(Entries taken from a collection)
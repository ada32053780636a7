use eframe::egui::{self, Color32, RichText, Ui};
use egui_extras::{Column, TableBuilder};

use crate::data::filter::{format_money, UNKNOWN};
use crate::state::AppState;

pub const NO_MATCHES: &str = "No movies found for the selected criteria. Please adjust your filters.";

// ---------------------------------------------------------------------------
// Movie table (central panel)
// ---------------------------------------------------------------------------

/// Render the matching movies as a table.
pub fn movie_table(ui: &mut Ui, state: &AppState) {
    let Some(dataset) = &state.dataset else {
        ui.centered_and_justified(|ui: &mut Ui| {
            ui.heading("Open a movie table to get started  (File → Open…)");
        });
        return;
    };

    selection_summary(ui, state);

    if state.result.is_empty() {
        ui.label(RichText::new(NO_MATCHES).color(Color32::YELLOW));
        return;
    }

    let row_height = egui::TextStyle::Body.resolve(ui.style()).size + 6.0;

    TableBuilder::new(ui)
        .striped(true)
        .resizable(true)
        .cell_layout(egui::Layout::left_to_right(egui::Align::Center))
        .column(Column::initial(260.0).at_least(120.0))
        .column(Column::initial(200.0).at_least(80.0))
        .columns(Column::auto(), 3)
        .column(Column::remainder())
        .header(22.0, |mut header| {
            for name in ["Title", "Genres", "Rating", "Budget", "Revenue", "Year"] {
                header.col(|ui| {
                    ui.strong(name);
                });
            }
        })
        .body(|body| {
            body.rows(row_height, state.result.matches.len(), |mut row| {
                let movie = &dataset.movies[state.result.matches[row.index()]];
                row.col(|ui| {
                    ui.label(movie.title.as_str());
                });
                row.col(|ui| {
                    ui.label(movie.genres_clean.as_str());
                });
                row.col(|ui| {
                    ui.label(
                        movie
                            .vote_average
                            .known()
                            .map(|v| format!("{v:.1}"))
                            .unwrap_or_else(|| UNKNOWN.to_string()),
                    );
                });
                row.col(|ui| {
                    ui.label(format_money(movie.budget));
                });
                row.col(|ui| {
                    ui.label(format_money(movie.revenue));
                });
                row.col(|ui| {
                    ui.label(movie.year.to_string());
                });
            });
        });
}

/// The "Displaying movies from … to …" lines above the table and charts.
pub fn selection_summary(ui: &mut Ui, state: &AppState) {
    let (lo, hi) = state.years;
    ui.label(RichText::new(format!("Displaying movies from {lo} to {hi}")).strong());
    if !state.selected_genres.is_empty() {
        let genres: Vec<&str> = state.selected_genres.iter().map(String::as_str).collect();
        ui.label(format!("Filtered by genres: {}", genres.join(", ")));
    }
    ui.add_space(4.0);
}
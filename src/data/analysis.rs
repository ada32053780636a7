use super::model::{Coerced, MovieDataset};

/// One bar of the rating distribution. The last bin is closed on the right.
#[derive(Debug, Clone, PartialEq)]
pub struct HistogramBin {
    pub start: f64,
    pub end: f64,
    pub count: usize,
}

/// Distribution of `vote_average` over movies with at least `min_votes`
/// votes, in `bins` equal-width bins spanning the observed scores.
pub fn rating_histogram(
    dataset: &MovieDataset,
    indices: &[usize],
    min_votes: f64,
    bins: usize,
) -> Vec<HistogramBin> {
    let scores: Vec<f64> = indices
        .iter()
        .map(|&i| &dataset.movies[i])
        .filter(|m| matches!(m.vote_count, Coerced::Known(c) if c >= min_votes))
        .filter_map(|m| m.vote_average.known())
        .collect();

    if scores.is_empty() || bins == 0 {
        return Vec::new();
    }

    let mut lo = scores.iter().copied().fold(f64::INFINITY, f64::min);
    let mut hi = scores.iter().copied().fold(f64::NEG_INFINITY, f64::max);
    if (hi - lo).abs() < f64::EPSILON {
        lo -= 0.5;
        hi += 0.5;
    }
    let width = (hi - lo) / bins as f64;

    let mut out: Vec<HistogramBin> = (0..bins)
        .map(|b| HistogramBin {
            start: lo + b as f64 * width,
            end: lo + (b + 1) as f64 * width,
            count: 0,
        })
        .collect();
    for s in scores {
        let b = (((s - lo) / width) as usize).min(bins - 1);
        out[b].count += 1;
    }
    out
}

/// `(budget, revenue)` in millions for movies where both exceed
/// `min_amount`. Zero and unknown amounts are therefore left out.
pub fn budget_vs_revenue(dataset: &MovieDataset, indices: &[usize], min_amount: f64) -> Vec<[f64; 2]> {
    indices
        .iter()
        .map(|&i| &dataset.movies[i])
        .filter_map(|m| match (m.budget, m.revenue) {
            (Coerced::Known(b), Coerced::Known(r)) if b > min_amount && r > min_amount => {
                Some([b / 1_000_000.0, r / 1_000_000.0])
            }
            _ => None,
        })
        .collect()
}
/// Data layer: cleaning pipeline, category index and queries.
///
/// Architecture:
/// ```text
///   .csv / .tsv
///        │
///        ▼
///   ┌──────────┐
///   │  loader   │  parse file → RawRow per record
///   └──────────┘
///        │
///        ▼
///   ┌───────────┐
///   │ normalize  │  text → Coerced<f64> / Coerced<NaiveDate>
///   └───────────┘
///        │
///        ▼
///   ┌──────────┐
///   │  clean    │  drop rows without id/date, derive year + genres (extract)
///   └──────────┘
///        │
///        ▼
///   ┌──────────────┐
///   │ MovieDataset  │  Vec<Movie>, genre index (index), cached by content (cache)
///   └──────────────┘
///        │
///        ▼
///   ┌──────────┐
///   │  filter   │  year range + genres → matches, top rated, per-year counts
///   └──────────┘
/// ```

pub mod analysis;
pub mod cache;
pub mod clean;
pub mod extract;
pub mod filter;
pub mod index;
pub mod literal;
pub mod loader;
pub mod model;
pub mod normalize;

◆ Action item ◆
Wherever the word "RichText" appears in a line of the data above, copy that line.

◆ Response area ◆
use eframe::egui::{self, Color32, RichText, Ui};
        ui.label(RichText::new(NO_MATCHES).color(Color32::YELLOW));
    ui.label(RichText::new(format!("Displaying movies from {lo} to {hi}")).strong());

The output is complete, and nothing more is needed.